= Afternoon, a story =

1987 hypertext fiction by Michael Joyce

Cover art for floppy disk case for afternoon

afternoon, a story, spelled with a lowercase 'a', is a work of electronic literature written in 1987 by American author Michael Joyce. It was published by Eastgate Systems in 1990 and is known as one of the first works of hypertext fiction.

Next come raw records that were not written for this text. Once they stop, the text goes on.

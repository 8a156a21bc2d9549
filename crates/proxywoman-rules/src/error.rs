use thiserror::Error;

#[derive(Debug, Error)]
pub enum RuleError {
    #[error("rule not found: {0}")]
    RuleNotFound(String),
    #[error("breakpoint session not found: {0}")]
    SessionNotFound(String),
    #[error("breakpoint cancelled")]
    BreakpointCancelled,
    #[error("local file not found: {0}")]
    LocalFileMissing(String),
    #[error("invalid rule: {0}")]
    InvalidRule(String),
    #[error("upstream proxy test failed: {0}")]
    UpstreamTest(String),
    #[error("storage error: {0}")]
    Storage(String),
    #[error("I/O error: {0}")]
    Io(#[from] std::io::Error),
}
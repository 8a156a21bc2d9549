use std::collections::HashMap;
use std::sync::RwLock;

use async_trait::async_trait;
use proxywoman_core::{url_matches, Flow};
use serde::{Deserialize, Serialize};
use url::Url;

use crate::error::RuleError;
use crate::exchange::{InterceptedRequest, InterceptedResponse};
use crate::pipeline::RequestInterceptor;

#[derive(Debug, Clone, Serialize, Deserialize)]
#[serde(rename_all = "camelCase")]
pub struct ReverseProxyRule {
    pub id: String,
    pub name: String,
    /// Path prefix (or regex over the path) this rule listens on.
    pub listen_path: String,
    #[serde(rename = "targetUrl")]
    pub target_url: String,
    pub enabled: bool,
    pub is_regex: bool,
    pub strip_path: bool,
    #[serde(default)]
    pub add_headers: HashMap<String, String>,
    #[serde(default)]
    pub description: String,
}

#[derive(Debug, Default)]
pub struct ReverseProxyManager {
    rules: RwLock<HashMap<String, ReverseProxyRule>>,
}

impl ReverseProxyManager {
    pub fn new() -> Self {
        Self::default()
    }

    pub fn add_rule(&self, rule: ReverseProxyRule) -> Result<(), RuleError> {
        Url::parse(&rule.target_url)
            .map_err(|error| RuleError::InvalidRule(format!("invalid target URL: {error}")))?;
        self.rules
            .write()
            .expect("reverse-proxy rules lock poisoned")
            .insert(rule.id.clone(), rule);
        Ok(())
    }

    pub fn remove_rule(&self, id: &str) {
        self.rules
            .write()
            .expect("reverse-proxy rules lock poisoned")
            .remove(id);
    }

    pub fn update_rule(&self, rule: ReverseProxyRule) -> Result<(), RuleError> {
        let mut rules = self
            .rules
            .write()
            .expect("reverse-proxy rules lock poisoned");
        if !rules.contains_key(&rule.id) {
            return Err(RuleError::RuleNotFound(rule.id));
        }
        Url::parse(&rule.target_url)
            .map_err(|error| RuleError::InvalidRule(format!("invalid target URL: {error}")))?;
        rules.insert(rule.id.clone(), rule);
        Ok(())
    }

    pub fn rules(&self) -> Vec<ReverseProxyRule> {
        self.rules
            .read()
            .expect("reverse-proxy rules lock poisoned")
            .values()
            .cloned()
            .collect()
    }

    /// Matching is on the request path only.
    pub fn match_rule(&self, path: &str) -> Option<ReverseProxyRule> {
        self.rules
            .read()
            .expect("reverse-proxy rules lock poisoned")
            .values()
            .find(|rule| {
                rule.enabled
                    && if rule.is_regex {
                        url_matches(&rule.listen_path, true, path)
                    } else {
                        path.starts_with(&rule.listen_path)
                    }
            })
            .cloned()
    }
}

/// Rebases `request` onto the rule's target origin, optionally stripping the
/// listen prefix from the path.
fn rewrite_request(request: &mut InterceptedRequest, rule: &ReverseProxyRule) -> Result<(), RuleError> {
    let target = Url::parse(&rule.target_url)
        .map_err(|error| RuleError::InvalidRule(format!("invalid target URL: {error}")))?;

    let mut path = request.url.path().to_string();
    if rule.strip_path && rule.listen_path != "/" && !rule.is_regex {
        if let Some(stripped) = path.strip_prefix(&rule.listen_path) {
            path = stripped.to_string();
            if !path.starts_with('/') {
                path.insert(0, '/');
            }
        }
    }
    let target_base = target.path().trim_end_matches('/');
    if !target_base.is_empty() {
        path = format!("{target_base}{path}");
    }

    let query = request.url.query().map(str::to_string);
    let mut rewritten = target;
    rewritten.set_path(&path);
    rewritten.set_query(query.as_deref());
    request.url = rewritten;

    let host = request
        .url
        .host_str()
        .ok_or_else(|| RuleError::InvalidRule("target URL has no host".to_string()))?
        .to_string();
    let host_header = match request.url.port() {
        Some(port) => format!("{host}:{port}"),
        None => host,
    };
    request.set_header("Host", host_header);

    for (name, value) in &rule.add_headers {
        request.set_header(name, value.clone());
    }
    Ok(())
}

#[async_trait]
impl RequestInterceptor for ReverseProxyManager {
    async fn intercept_request(
        &self,
        flow: &mut Flow,
        request: &mut InterceptedRequest,
    ) -> Result<Option<InterceptedResponse>, RuleError> {
        let Some(rule) = self.match_rule(request.url.path()) else {
            return Ok(None);
        };

        rewrite_request(request, &rule)?;
        flow.add_tag("reverse-proxy");
        flow.add_tag(format!("reverse-proxy-{}", rule.name));
        request
            .response_markers
            .push(("X-ProxyWoman-ReverseProxy".to_string(), "true".to_string()));
        request
            .response_markers
            .push(("X-ProxyWoman-Rule".to_string(), rule.name.clone()));
        Ok(None)
    }
}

afternoon was first offered to the public as a demonstration of the hypertext authoring system Storyspace, announced in 1987 at the first Association for Computing Machinery Hypertext conference in a paper by Michael Joyce and Jay David Bolter. In 1990, it was published on diskette and distributed in the same form by Eastgate Systems. It was followed by a series of other Storyspace hypertext fictions, including Stuart Moulthrop's Victory Garden, Shelley Jackson's Patchwork Girl and Deena Larsen's Marble Springs. Eastgate continued to publish the work in the 2010s and distributed it on a USB flash drive.

== Plot and structure ==
The hypertext fiction tells the story of Peter, a recently divorced man who witnessed a car crash. Hours later, he suspects that the wrecked car may have involved his ex-wife and their son.

The plot may change each time it is read if the reader chooses different paths.

== Critical reception ==
Robert Coover reviewed this work in August 29, 1993 in the New York Times Book Review, "Hyperfiction; And Now, Boot Up the Reviews"

This is a highly discussed work of electronic literature since it was one of the first electronic interactive novels, therefore many articles have been written about it. Espen J. Aarseth devotes a chapter of his book Cybertext to afternoon, arguing that it is a classic example of modernist literature. It is however often thought of as a work of postmodern literature, as evidenced by its inclusion in the Norton Anthology of Postmodern American Fiction.

Chapters of Jay David Bolter's Writing Space and J. Yellowlees Douglas's The End of Books or Books Without End also discuss afternoon, as does Matthew G. Kirschenbaum's Mechanisms: New Media and the Forensic Imagination.

A number of scholars have discussed the extent to which afternoon extends or breaks with conventional definitions of narrative.

Early scholarship used and adapted the theory of narratology to understand afternoon. One of the first examples is Gunnar Liestøl's article "Wittgenstein, Genette, and the Reader's Narrative in Hypertext" in George Landow's Hyper/Text/Theory (1994). Jill Walker's 1998 analysis explores "ways in which the text confuses the reader but also the many stabilising elements that aid the reader to piece together a story". Rasmus Blok discusses "the sense of narrative" in afternoon.

== Translations and editions ==
afternoon has been published in many different editions since it was first distributed on a floppy disk with a handwritten label in 1987. Dene Grigar has compiled an overview, with details about each edition.

The hypertext fiction has been translated into Italian, German, Polish and French.